DATA SHOWN:
□ □ □ □
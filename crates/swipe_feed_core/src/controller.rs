//! crates/swipe_feed_core/src/controller.rs
//!
//! The Feed Controller bridges the viewer's identity to the `ProfileSource`,
//! turns fetched records into cards and decides when the next page is due.
//!
//! A fetch is split into three steps so that the store lock is never held while
//! waiting on the source: `begin_fetch` checks the gates and raises `loading`,
//! the query runs unlocked, and `complete_fetch` applies (or discards) the page
//! and lowers `loading` again.

use crate::domain::{RawProfileRecord, Role, SwipeDirection, Viewer};
use crate::ports::{PortResult, ProfileSource};
use crate::store::{FeedError, FeedSnapshot, FeedStore};
use crate::transform::transform_page;
use std::sync::Arc;
use tokio::sync::Mutex;
use tracing::{debug, info, warn};

/// The store as shared between the controller and the rendering layer.
pub type SharedFeed = Arc<Mutex<FeedStore>>;

#[derive(Debug, Clone, Copy, PartialEq, Eq)]
pub struct FeedConfig {
    /// Records requested per page. A shorter page means the source is exhausted.
    pub page_size: usize,
    /// Remaining buffered cards at or below which the next page is requested.
    pub low_water: usize,
    /// Cards handed to the renderer for the layered stack.
    pub visible_depth: usize,
}

impl Default for FeedConfig {
    fn default() -> Self {
        Self {
            page_size: 10,
            low_water: 2,
            visible_depth: 3,
        }
    }
}

/// Why `ensure_fed` returned without querying the source.
#[derive(Debug, Clone, PartialEq, Eq)]
pub enum SkipReason {
    InFlight,
    Exhausted,
    /// More than `low_water` cards are still buffered.
    BufferFull,
    NoViewer,
    RoleUnresolved,
    UnknownRole(String),
}

/// The result of one `ensure_fed` call. Failures are absorbed into the store's
/// flags; this value only reports what happened.
#[derive(Debug, Clone, PartialEq, Eq)]
pub enum FetchOutcome {
    Skipped(SkipReason),
    Applied {
        received: usize,
        appended: usize,
        exhausted: bool,
    },
    /// The feed was reset or rebound while the request was in flight.
    Discarded,
    Failed,
}

/// Snapshot of everything a request needs, taken when it is issued.
#[derive(Debug, Clone)]
struct FetchTicket {
    generation: u64,
    viewer: Viewer,
    counterpart: Role,
    offset: usize,
    limit: usize,
}

pub struct FeedController {
    feed: SharedFeed,
    source: Arc<dyn ProfileSource>,
    config: FeedConfig,
}

impl FeedController {
    pub fn new(feed: SharedFeed, source: Arc<dyn ProfileSource>, config: FeedConfig) -> Self {
        Self {
            feed,
            source,
            config,
        }
    }

    pub fn feed(&self) -> SharedFeed {
        self.feed.clone()
    }

    pub fn config(&self) -> &FeedConfig {
        &self.config
    }

    /// Requests the next page for `viewer` unless a fetch is already in flight,
    /// the source is exhausted, or the viewer cannot be served.
    ///
    /// Pages keep being requested while the buffer stays at or below the
    /// low-water mark, so a page whose records were all dropped does not
    /// strand the feed. Consecutive applied pages are reported as one outcome.
    pub async fn ensure_fed(&self, viewer: Option<&Viewer>) -> FetchOutcome {
        let mut outcome = self.fetch_page(viewer).await;
        while let FetchOutcome::Applied {
            received,
            appended,
            exhausted: false,
        } = outcome
        {
            if !self.feed.lock().await.needs_more(self.config.low_water) {
                break;
            }
            outcome = match self.fetch_page(viewer).await {
                FetchOutcome::Applied {
                    received: more,
                    appended: added,
                    exhausted,
                } => FetchOutcome::Applied {
                    received: received + more,
                    appended: appended + added,
                    exhausted,
                },
                FetchOutcome::Skipped(_) => break,
                other => return other,
            };
        }
        outcome
    }

    async fn fetch_page(&self, viewer: Option<&Viewer>) -> FetchOutcome {
        let ticket = {
            let mut feed = self.feed.lock().await;
            match self.begin_fetch(&mut feed, viewer) {
                Ok(ticket) => ticket,
                Err(reason) => {
                    debug!(?reason, "Skipping feed fetch");
                    return FetchOutcome::Skipped(reason);
                }
            }
        };

        debug!(
            counterpart = %ticket.counterpart,
            offset = ticket.offset,
            limit = ticket.limit,
            "Requesting profile page"
        );
        let result = self
            .source
            .query(ticket.counterpart, &ticket.viewer.id, ticket.offset, ticket.limit)
            .await;

        let mut feed = self.feed.lock().await;
        Self::complete_fetch(&mut feed, ticket, result)
    }

    fn begin_fetch(
        &self,
        feed: &mut FeedStore,
        viewer: Option<&Viewer>,
    ) -> Result<FetchTicket, SkipReason> {
        if feed.is_loading() {
            return Err(SkipReason::InFlight);
        }
        if !feed.has_more() {
            return Err(SkipReason::Exhausted);
        }
        let viewer = viewer.ok_or(SkipReason::NoViewer)?;
        let role = match viewer.resolved_role() {
            None => return Err(SkipReason::RoleUnresolved),
            Some(Ok(role)) => role,
            Some(Err(unknown)) => {
                warn!(viewer_id = %viewer.id, role = %unknown.0, "No feed for unknown role");
                feed.set_has_more(false);
                return Err(SkipReason::UnknownRole(unknown.0));
            }
        };

        if feed.adopt_viewer(viewer) {
            debug!(viewer_id = %viewer.id, "Feed bound to requesting viewer");
        }
        feed.set_loading(true);
        Ok(FetchTicket {
            generation: feed.generation(),
            viewer: viewer.clone(),
            counterpart: role.counterpart(),
            offset: feed.source_offset(),
            limit: self.config.page_size,
        })
    }

    fn complete_fetch(
        feed: &mut FeedStore,
        ticket: FetchTicket,
        result: PortResult<Vec<RawProfileRecord>>,
    ) -> FetchOutcome {
        if feed.generation() != ticket.generation {
            info!(viewer_id = %ticket.viewer.id, "Discarding page fetched before a reset");
            return FetchOutcome::Discarded;
        }
        feed.set_loading(false);
        if feed.viewer().is_some_and(|bound| *bound != ticket.viewer) {
            info!(viewer_id = %ticket.viewer.id, "Discarding page fetched for another viewer");
            return FetchOutcome::Discarded;
        }

        let records = match result {
            Ok(records) => records,
            Err(e) => {
                warn!(error = %e, "Profile query failed; no more cards this session");
                feed.set_has_more(false);
                if feed.is_seeded() {
                    feed.set_cards(Vec::new());
                }
                return FetchOutcome::Failed;
            }
        };

        let received = records.len();
        feed.advance_source_offset(received);
        let cards = transform_page(records, ticket.counterpart, &ticket.viewer.id);
        let appended = if feed.awaiting_first_page() {
            let count = cards.len();
            feed.set_cards(cards);
            count
        } else {
            feed.add_cards(cards)
        };

        let exhausted = received < ticket.limit;
        if exhausted {
            feed.set_has_more(false);
        }
        info!(received, appended, exhausted, "Applied profile page");
        FetchOutcome::Applied {
            received,
            appended,
            exhausted,
        }
    }

    /// Records a viewer transition (sign-in, sign-out, role switch). The feed is
    /// reset when the identity or role changed, and fed when it is still empty.
    pub async fn set_viewer(&self, viewer: Option<Viewer>) -> FetchOutcome {
        let needs_first_page = {
            let mut feed = self.feed.lock().await;
            if feed.bind_viewer(viewer.clone()) {
                info!("Viewer changed; feed reset");
            }
            feed.awaiting_first_page()
        };
        if needs_first_page {
            self.ensure_fed(viewer.as_ref()).await
        } else {
            self.top_up().await
        }
    }

    /// Fetches the next page for the bound viewer if the buffer is running low.
    pub async fn top_up(&self) -> FetchOutcome {
        let viewer = {
            let feed = self.feed.lock().await;
            if !feed.needs_more(self.config.low_water) {
                let reason = if feed.is_loading() {
                    SkipReason::InFlight
                } else if !feed.has_more() {
                    SkipReason::Exhausted
                } else {
                    SkipReason::BufferFull
                };
                return FetchOutcome::Skipped(reason);
            }
            feed.viewer().cloned()
        };
        self.ensure_fed(viewer.as_ref()).await
    }

    /// Swipes `card_id` and, now that the cursor moved, tops the buffer up.
    pub async fn swipe(
        &self,
        card_id: &str,
        direction: SwipeDirection,
    ) -> Result<FetchOutcome, FeedError> {
        self.feed.lock().await.swipe_card(card_id, direction)?;
        Ok(self.top_up().await)
    }

    /// Drops everything and starts over from the first page.
    pub async fn refresh(&self) -> FetchOutcome {
        let viewer = {
            let mut feed = self.feed.lock().await;
            feed.reset();
            feed.viewer().cloned()
        };
        self.ensure_fed(viewer.as_ref()).await
    }

    pub async fn snapshot(&self) -> FeedSnapshot {
        self.feed.lock().await.snapshot(self.config.visible_depth)
    }
}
□ □ □ □
YOUR OBJECTIVE: Write out each line of the data that holds the string "SharedFeed".

TASK ANSWER:
pub type SharedFeed = Arc<Mutex<FeedStore>>;
    feed: SharedFeed,
    pub fn new(feed: SharedFeed, source: Arc<dyn ProfileSource>, config: FeedConfig) -> Self {
    pub fn feed(&self) -> SharedFeed {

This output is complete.